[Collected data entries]
= = = = =

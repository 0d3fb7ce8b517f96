use crate::amqp::configuration::RabbitMqSettings;
use crate::amqp::tls::TlsContext;
use crate::amqp::transport::Transport;
use crate::consumers::{ConfigurationError, ConnectError};
use lapin::{
    tcp::AMQPUriTcpExt,
    uri::{AMQPScheme, AMQPUri},
    ConnectionProperties,
};
use std::sync::Arc;
use std::time::Duration;
use tokio::time::timeout;
use tracing::warn;

const DEFAULT_CONNECTION_TIMEOUT: Duration = Duration::from_secs(10);

#[derive(Clone)]
/// All the information required to connect to a RabbitMq broker.
///
/// Building a `ConnectionFactory` performs no network I/O.
pub struct ConnectionFactory {
    uri: AMQPUri,
    /// The timeout observed when trying to connect to RabbitMq.
    connection_timeout: Duration,
    /// TLS configuration for the connection to RabbitMq.
    /// If `None`, the connection will not be encrypted.
    tls: Option<Arc<TlsContext>>,
}

impl ConnectionFactory {
    /// Create a new connection factory from settings.
    ///
    /// If `settings` carry TLS material, the client bundle and the trust store are loaded
    /// here and turned into a [`TlsContext`].
    ///
    /// A connection timeout can be (optionally) specified in `settings`.
    /// If the connection timeout is left unspecified, it will be defaulted to 10 seconds.
    pub fn new_from_config(settings: &RabbitMqSettings) -> Result<Self, ConfigurationError> {
        let tls = settings
            .tls
            .as_ref()
            .map(TlsContext::from_settings)
            .transpose()?;
        let connection_timeout = settings
            .connection_timeout()
            .unwrap_or(DEFAULT_CONNECTION_TIMEOUT);
        Ok(Self {
            uri: settings.amqp_uri(),
            connection_timeout,
            tls: tls.map(Arc::new),
        })
    }

    pub fn host(&self) -> &str {
        &self.uri.authority.host
    }

    pub fn port(&self) -> u16 {
        self.uri.authority.port
    }

    pub fn username(&self) -> &str {
        &self.uri.authority.userinfo.username
    }

    pub fn virtual_host(&self) -> &str {
        &self.uri.vhost
    }

    /// Whether connections will be encrypted.
    pub fn uses_tls(&self) -> bool {
        self.tls.is_some()
    }

    /// Create a new connection to a RabbitMq broker.
    ///
    /// It establishes an encrypted connection if `self.tls` is `Some`.
    /// It establishes an unencrypted connection if `self.tls` is `None`.
    #[tracing::instrument(
        name = "rabbitmq_connect",
        skip(self),
        fields(host = %self.host(), port = self.port(), vhost = %self.virtual_host())
    )]
    pub async fn new_connection(&self) -> Result<lapin::Connection, ConnectError> {
        let properties =
            ConnectionProperties::default().with_executor(tokio_executor_trait::Tokio::current());
        let connection = timeout(self.connection_timeout, async {
            match &self.tls {
                None => self.connect_without_tls(properties).await,
                Some(tls) => self.connect_with_tls(properties, Arc::clone(tls)).await,
            }
        })
        .await
        .map_err(|_| ConnectError::Timeout(self.connection_timeout))??;
        // Register a callback to log connection errors.
        connection.on_error(|e| {
            warn!("RabbitMQ broken connection: {:?}", e);
        });
        Ok(connection)
    }

    /// Establish a new unencrypted connection to a RabbitMq broker.
    async fn connect_without_tls(
        &self,
        properties: ConnectionProperties,
    ) -> Result<lapin::Connection, lapin::Error> {
        lapin::Connection::connect_uri(self.uri.clone(), properties).await
    }

    /// Establish a new TLS connection to a RabbitMq broker.
    ///
    /// The broker certificate must be issued for the configured host.
    async fn connect_with_tls(
        &self,
        properties: ConnectionProperties,
        tls: Arc<TlsContext>,
    ) -> Result<lapin::Connection, lapin::Error> {
        lapin::Connection::connector(
            self.uri.clone(),
            Box::new(move |uri| {
                // First establish a plain TCP connection using the AMQP protocol
                let mut amqp_uri = uri.clone();
                amqp_uri.scheme = AMQPScheme::AMQP;
                let domain = amqp_uri.authority.host.clone();
                amqp_uri
                    .connect()
                    // Then perform the mutual TLS handshake
                    .and_then(|tcp| tcp.into_native_tls(tls.connector(), &domain))
            }),
            properties,
        )
        .await
    }
}

#[async_trait::async_trait]
impl Transport for ConnectionFactory {
    type Connection = lapin::Connection;

    async fn new_connection(&self) -> Result<lapin::Connection, ConnectError> {
        ConnectionFactory::new_connection(self).await
    }
}
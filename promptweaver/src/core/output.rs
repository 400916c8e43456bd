//! Stage output record.

use serde::{Deserialize, Serialize};

/// The text produced by one completed stage.
///
/// Outputs are created once, when the stage completes, and never modified.
#[derive(Debug, Clone, PartialEq, Serialize, Deserialize)]
pub struct StageOutput {
    /// The stage that produced this output.
    pub stage: String,
    /// The generated text.
    pub text: String,
    /// How many backend attempts were needed (1-indexed).
    pub attempts: u32,
    /// Wall-clock time spent in the stage, including retry delays.
    pub duration_ms: f64,
}

impl StageOutput {
    /// Creates a new stage output.
    #[must_use]
    pub fn new(stage: impl Into<String>, text: impl Into<String>) -> Self {
        Self {
            stage: stage.into(),
            text: text.into(),
            attempts: 1,
            duration_ms: 0.0,
        }
    }

    /// Sets the attempt count.
    #[must_use]
    pub fn with_attempts(mut self, attempts: u32) -> Self {
        self.attempts = attempts;
        self
    }

    /// Sets the duration.
    #[must_use]
    pub fn with_duration_ms(mut self, duration_ms: f64) -> Self {
        self.duration_ms = duration_ms;
        self
    }

    /// Returns true if the text has visible content.
    #[must_use]
    pub fn has_content(&self) -> bool {
        !self.text.trim().is_empty()
    }
}
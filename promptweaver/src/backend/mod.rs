//! Completion backends.
//!
//! The orchestrator talks to a model only through [`CompletionBackend`]. A
//! backend receives the stage persona and the rendered task, and returns the
//! generated text or a classified [`BackendError`].

#[cfg(feature = "openrouter")]
mod openrouter;

#[cfg(feature = "openrouter")]
pub use openrouter::{OpenRouterBackend, OpenRouterSettings};

use crate::errors::{BackendError, ConfigError};
use crate::stages::{RenderedTask, Stage, StageName};
use async_trait::async_trait;
use serde::Serialize;

/// One backend call for one stage.
#[derive(Debug, Clone, PartialEq, Eq, Serialize)]
pub struct CompletionRequest {
    /// The stage being executed.
    pub stage: StageName,
    /// The persona description, sent as the system message.
    pub role: String,
    /// The rendered task text.
    pub task: String,
    /// Upstream outputs and reference material; may be empty.
    pub context: String,
}

impl CompletionRequest {
    /// Builds a request from a stage and its rendered task.
    #[must_use]
    pub fn new(stage: &Stage, rendered: RenderedTask) -> Self {
        Self {
            stage: stage.name,
            role: stage.role.describe(),
            task: rendered.task,
            context: rendered.context,
        }
    }

    /// Task and context joined as the user message.
    #[must_use]
    pub fn prompt(&self) -> String {
        if self.context.is_empty() {
            self.task.clone()
        } else {
            format!("{}\n\n{}", self.task, self.context)
        }
    }
}

/// A text-completion service.
#[cfg_attr(test, mockall::automock)]
#[async_trait]
pub trait CompletionBackend: Send + Sync {
    /// Checks that the backend can be used at all.
    ///
    /// Called once before a run starts; a failure here is the only error a
    /// run reports to its caller.
    ///
    /// # Errors
    ///
    /// Returns a `ConfigError` when a required credential is missing.
    fn check_ready(&self) -> Result<(), ConfigError> {
        Ok(())
    }

    /// Generates text for one stage.
    ///
    /// # Errors
    ///
    /// Returns a classified `BackendError` on failure.
    async fn complete(&self, request: &CompletionRequest) -> Result<String, BackendError>;
}

#[cfg(test)]
mod tests {
    use super::*;
    use crate::stages::analyze;

    #[test]
    fn test_request_prompt() {
        let stage = analyze();
        let request = CompletionRequest::new(
            &stage,
            RenderedTask {
                task: "Analyze it".into(),
                context: String::new(),
            },
        );
        assert_eq!(request.stage, StageName::Analyze);
        assert!(request.role.starts_with("You are Prompt Requirements Analyst."));
        assert_eq!(request.prompt(), "Analyze it");

        let with_context = CompletionRequest {
            context: "## Context from prior stages".into(),
            ..request
        };
        assert_eq!(
            with_context.prompt(),
            "Analyze it\n\n## Context from prior stages"
        );
    }

    #[tokio::test]
    async fn test_mock_backend() {
        let mut mock = MockCompletionBackend::new();
        mock.expect_check_ready().returning(|| Ok(()));
        mock.expect_complete()
            .returning(|req| Ok(format!("echo {}", req.stage)));

        assert!(mock.check_ready().is_ok());
        let request = CompletionRequest::new(
            &analyze(),
            RenderedTask {
                task: "t".into(),
                context: String::new(),
            },
        );
        assert_eq!(mock.complete(&request).await.unwrap(), "echo analyze");
    }
}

= = = = =

Goal of the exercise
Write out exactly the lines above from the line with "connect to RabbitMq." through the line with "to 10 seconds.", both of them included, and leave out all other lines.

Output
    /// The timeout observed when trying to connect to RabbitMq.
    connection_timeout: Duration,
    /// TLS configuration for the connection to RabbitMq.
    /// If `None`, the connection will not be encrypted.
    tls: Option<Arc<TlsContext>>,
}

impl ConnectionFactory {
    /// Create a new connection factory from settings.
    ///
    /// If `settings` carry TLS material, the client bundle and the trust store are loaded
    /// here and turned into a [`TlsContext`].
    ///
    /// A connection timeout can be (optionally) specified in `settings`.
    /// If the connection timeout is left unspecified, it will be defaulted to 10 seconds.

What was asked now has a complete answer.